En el resto del territorio nacional —vale apuntarlo— la acción de las tropas terrestres norteamericanas ha sido prácticamente nula, mientras las insurrectas redoblaban sus acciones sobre las guarniciones y vías de comunicación, para contribuir grandemente al colapso final de Iberia.
DICIEMBRE SENTIMENTAL
En contraste con la jornada alegre del día 3, cuando su presencia de pocas horas en Yaguajay fue detonante de fiestas y jolgorio, su retorno el 7 de diciembre a la localidad estuvo marcado por la tristeza y el luto más profundos al cumplirse dos años de la muerte de su compañero de lucha Antonio Maceo Grajales, y de su hijo Francisco Gómez Toro, en el infausto lance en Punta Brava.
Para rendir tributo a los dos mártires gloriosos, tan caros a su espíritu, Gómez ordena organizar un acto —quizá el único en la isla en esa fecha— que sienta pauta de seriedad y solemnidad.
Pero la vida sigue. Los acontecimientos se precipitan.
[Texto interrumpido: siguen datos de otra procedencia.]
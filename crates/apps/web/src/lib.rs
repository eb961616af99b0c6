//! Browser bindings for the data-center globe.
//!
//! ```js
//! const globe = new DataCenterGlobe(document.getElementById("globe"), null);
//! globe.mount();          // false until the element has been laid out
//! // ...
//! globe.unmount();
//! ```

mod backend;
mod container;
mod host;

use std::rc::Rc;
use std::sync::atomic::{AtomicBool, Ordering};

use catalog::Catalog;
use globe::{GlobeConfig, GlobeView, MountOutcome};
use runtime::Host;
use serde::Serialize;
use wasm_bindgen::prelude::*;
use web_sys::HtmlElement;

pub use backend::Canvas2dBackend;
pub use container::DomContainer;
pub use host::WebHost;

static INITIALIZED: AtomicBool = AtomicBool::new(false);

#[wasm_bindgen(start)]
pub fn start() -> Result<(), JsValue> {
    // Avoid double-initialization (can happen during hot-reload edge cases).
    if INITIALIZED.swap(true, Ordering::SeqCst) {
        return Ok(());
    }
    console_error_panic_hook::set_once();
    tracing_wasm::set_as_global_default();
    Ok(())
}

fn js_error(err: impl std::fmt::Display) -> JsValue {
    JsValue::from_str(&err.to_string())
}

#[derive(Serialize)]
struct StatsJson {
    frames_rendered: u64,
    arcs_spawned: u64,
    arcs_retired: u64,
    active_arcs: usize,
    mounted: bool,
    torn_down: bool,
    width: u32,
    height: u32,
}

#[derive(Serialize)]
struct LegendEntry {
    category: String,
    color: String,
    radius_scale: f32,
}

#[wasm_bindgen]
pub struct DataCenterGlobe {
    view: GlobeView,
}

#[wasm_bindgen]
impl DataCenterGlobe {
    /// `config_json` may be null or a partial `GlobeConfig` object as JSON.
    #[wasm_bindgen(constructor)]
    pub fn new(element: HtmlElement, config_json: Option<String>) -> Result<DataCenterGlobe, JsValue> {
        let config = match config_json.as_deref() {
            Some(json) if !json.trim().is_empty() => GlobeConfig::from_json(json).map_err(js_error)?,
            _ => GlobeConfig::default(),
        };
        let host: Rc<dyn Host> = Rc::new(WebHost::new().map_err(js_error)?);
        let container = DomContainer::new(element).map_err(js_error)?;
        let view = GlobeView::new(host, Box::new(container), Catalog::builtin(), config)
            .map_err(js_error)?;
        Ok(Self { view })
    }

    /// Returns false when the element is not laid out yet; call again once it is.
    pub fn mount(&self) -> Result<bool, JsValue> {
        match self.view.mount().map_err(js_error)? {
            MountOutcome::Mounted | MountOutcome::AlreadyMounted => Ok(true),
            MountOutcome::Deferred => Ok(false),
        }
    }

    /// Re-read the element size. Window resizes are handled automatically.
    pub fn resize(&self) {
        self.view.resize();
    }

    #[wasm_bindgen(js_name = setAutoRotate)]
    pub fn set_auto_rotate(&self, enabled: bool) {
        self.view.set_auto_rotate(enabled);
    }

    pub fn unmount(&self) {
        self.view.teardown();
    }

    /// Engine counters as a JSON string.
    pub fn stats(&self) -> Result<String, JsValue> {
        let s = self.view.stats();
        serde_json::to_string(&StatsJson {
            frames_rendered: s.frames_rendered,
            arcs_spawned: s.arcs_spawned,
            arcs_retired: s.arcs_retired,
            active_arcs: s.active_arcs,
            mounted: s.mounted,
            torn_down: s.torn_down,
            width: s.size.0,
            height: s.size.1,
        })
        .map_err(js_error)
    }
}

/// Category colors of the built-in catalog, headquarters first, as JSON.
#[wasm_bindgen]
pub fn legend_json() -> Result<String, JsValue> {
    let entries: Vec<LegendEntry> = layers::legend(&Catalog::builtin())
        .into_iter()
        .map(|(category, style)| LegendEntry {
            category: category.to_string(),
            color: style.css(),
            radius_scale: style.radius_scale,
        })
        .collect();
    serde_json::to_string(&entries).map_err(js_error)
}

/// The default configuration as JSON, for pages that tweak a few fields.
#[wasm_bindgen]
pub fn default_config_json() -> Result<String, JsValue> {
    serde_json::to_string(&GlobeConfig::default()).map_err(js_error)
}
Pronto conoce el General que el 10 de diciembre se ha firmado en la capital francesa el llamado Tratado de París entre los Estados Unidos y España, estableciendo la conclusión formal de la Guerra Hispano-Cubano-Norteamericana, sin que Cuba estuviera representada.
Con la nueva amargura royéndole el alma, a pocos días de emprender el periplo que lo llevará a La Habana, emite Gómez la Proclama de Narcisa, y el 29 del propio mes, suscribe la Proclama de Yaguajay, documentos más bien simbólicos, aleccionadores, acerca de cómo correspondería actuar en el futuro a este pueblo que siente suyo y por el cual han muerto de bala o de enfermedad en el monte varios de su sangre.
Pero ahí entre líneas está la censura al socio interesado, al hampón insaciable que ha dejado sufrir un calvario a su vecino pobre y extenuado, hasta que creyó llegado el momento de apurarse porque la ansiada “fruta”, madurada por el valor y el coraje de los propios, pareció alejarse definitivamente de sus ávidas manos.